(Saved entries)
:::::
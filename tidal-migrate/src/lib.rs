//! # tidal-migrate
//!
//! Online table migration for Tidal.
//!
//! Rows move from source tables (in the main database or in other database
//! files) into target tables while the database stays open. Until a table
//! is fully migrated, every handle sees a temp view under the target name
//! that unions the rows still in the source with the rows already moved.
//! Once the source table is gone the view is retired and the name refers to
//! the physical table again.
//!
//! ## Architecture
//!
//! ```text
//! ┌──────────────────┐   read/write lock   ┌──────────────────┐
//! │ MigrationSetting │◀────────────────────│ MigrationConfig  │
//! │  infos           │                     │  attach_schemas  │
//! │  migrated tables │                     │  create_views    │
//! │  schemas to      │                     └────────┬─────────┘
//! │  attach          │                              │ invoke
//! └──────────────────┘                              ▼
//!                                          ┌──────────────────┐
//!                                          │ Handle (per      │
//!                                          │ thread)          │
//!                                          └──────────────────┘
//! ```
//!
//! Copying rows is not this crate's job: the row-copy driver moves rows in
//! batches, keeps source and target disjoint, and drops the source table
//! once it is empty. The engine makes the schema consistent around those
//! batches and finalizes a table when its source disappears.
//!
//! ## Example
//!
//! ```rust,ignore
//! use std::sync::Arc;
//! use tidal_migrate::{MigrationConfig, MigrationSetting};
//! use tidal_sqlite::{BasicConfig, Configs, HandlePool, SqliteConfig};
//!
//! fn open() -> Result<HandlePool, Box<dyn std::error::Error>> {
//!     let setting = Arc::new(
//!         MigrationSetting::builder("app.db")
//!             .table("message", "message_v1")?
//!             .table_from("contact", "contact", "legacy.db")?
//!             .on_migrated(|info| println!("{} migrated", info.target_table()))
//!             .build(),
//!     );
//!
//!     let config = SqliteConfig::file("app.db");
//!     let configs = Configs::new()
//!         .with(BasicConfig::new(config.clone()))?
//!         .with(MigrationConfig::new(setting))?;
//!     Ok(HandlePool::new(config, configs))
//! }
//! ```

pub mod config;
pub mod error;
pub mod info;
pub mod setting;

// Re-exports
pub use config::MigrationConfig;
pub use error::{MigrateResult, MigrationError};
pub use info::{MigrationInfo, SCHEMA_PREFIX, normalize_path, schema_name_for};
pub use setting::{MigratedCallback, MigrationSetting, MigrationSettingBuilder, MigrationState};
:::::
Task item ▸ In full and without alteration, repeat the records.

Reply ▸
filename tidal-migrate/src/lib.rs
//! # tidal-migrate
//!
//! Online table migration for Tidal.
//!
//! Rows move from source tables (in the main database or in other database
//! files) into target tables while the database stays open. Until a table
//! is fully migrated, every handle sees a temp view under the target name
//! that unions the rows still in the source with the rows already moved.
//! Once the source table is gone the view is retired and the name refers to
//! the physical table again.
//!
//! ## Architecture
//!
//! ```text
//! ┌──────────────────┐   read/write lock   ┌──────────────────┐
//! │ MigrationSetting │◀────────────────────│ MigrationConfig  │
//! │  infos           │                     │  attach_schemas  │
//! │  migrated tables │                     │  create_views    │
//! │  schemas to      │                     └────────┬─────────┘
//! │  attach          │                              │ invoke
//! └──────────────────┘                              ▼
//!                                          ┌──────────────────┐
//!                                          │ Handle (per      │
//!                                          │ thread)          │
//!                                          └──────────────────┘
//! ```
//!
//! Copying rows is not this crate's job: the row-copy driver moves rows in
//! batches, keeps source and target disjoint, and drops the source table
//! once it is empty. The engine makes the schema consistent around those
//! batches and finalizes a table when its source disappears.
//!
//! ## Example
//!
//! ```rust,ignore
//! use std::sync::Arc;
//! use tidal_migrate::{MigrationConfig, MigrationSetting};
//! use tidal_sqlite::{BasicConfig, Configs, HandlePool, SqliteConfig};
//!
//! fn open() -> Result<HandlePool, Box<dyn std::error::Error>> {
//!     let setting = Arc::new(
//!         MigrationSetting::builder("app.db")
//!             .table("message", "message_v1")?
//!             .table_from("contact", "contact", "legacy.db")?
//!             .on_migrated(|info| println!("{} migrated", info.target_table()))
//!             .build(),
//!     );
//!
//!     let config = SqliteConfig::file("app.db");
//!     let configs = Configs::new()
//!         .with(BasicConfig::new(config.clone()))?
//!         .with(MigrationConfig::new(setting))?;
//!     Ok(HandlePool::new(config, configs))
//! }
//! ```

pub mod config;
pub mod error;
pub mod info;
pub mod setting;

// Re-exports
pub use config::MigrationConfig;
pub use error::{MigrateResult, MigrationError};
pub use info::{MigrationInfo, SCHEMA_PREFIX, normalize_path, schema_name_for};
pub use setting::{MigratedCallback, MigrationSetting, MigrationSettingBuilder, MigrationState};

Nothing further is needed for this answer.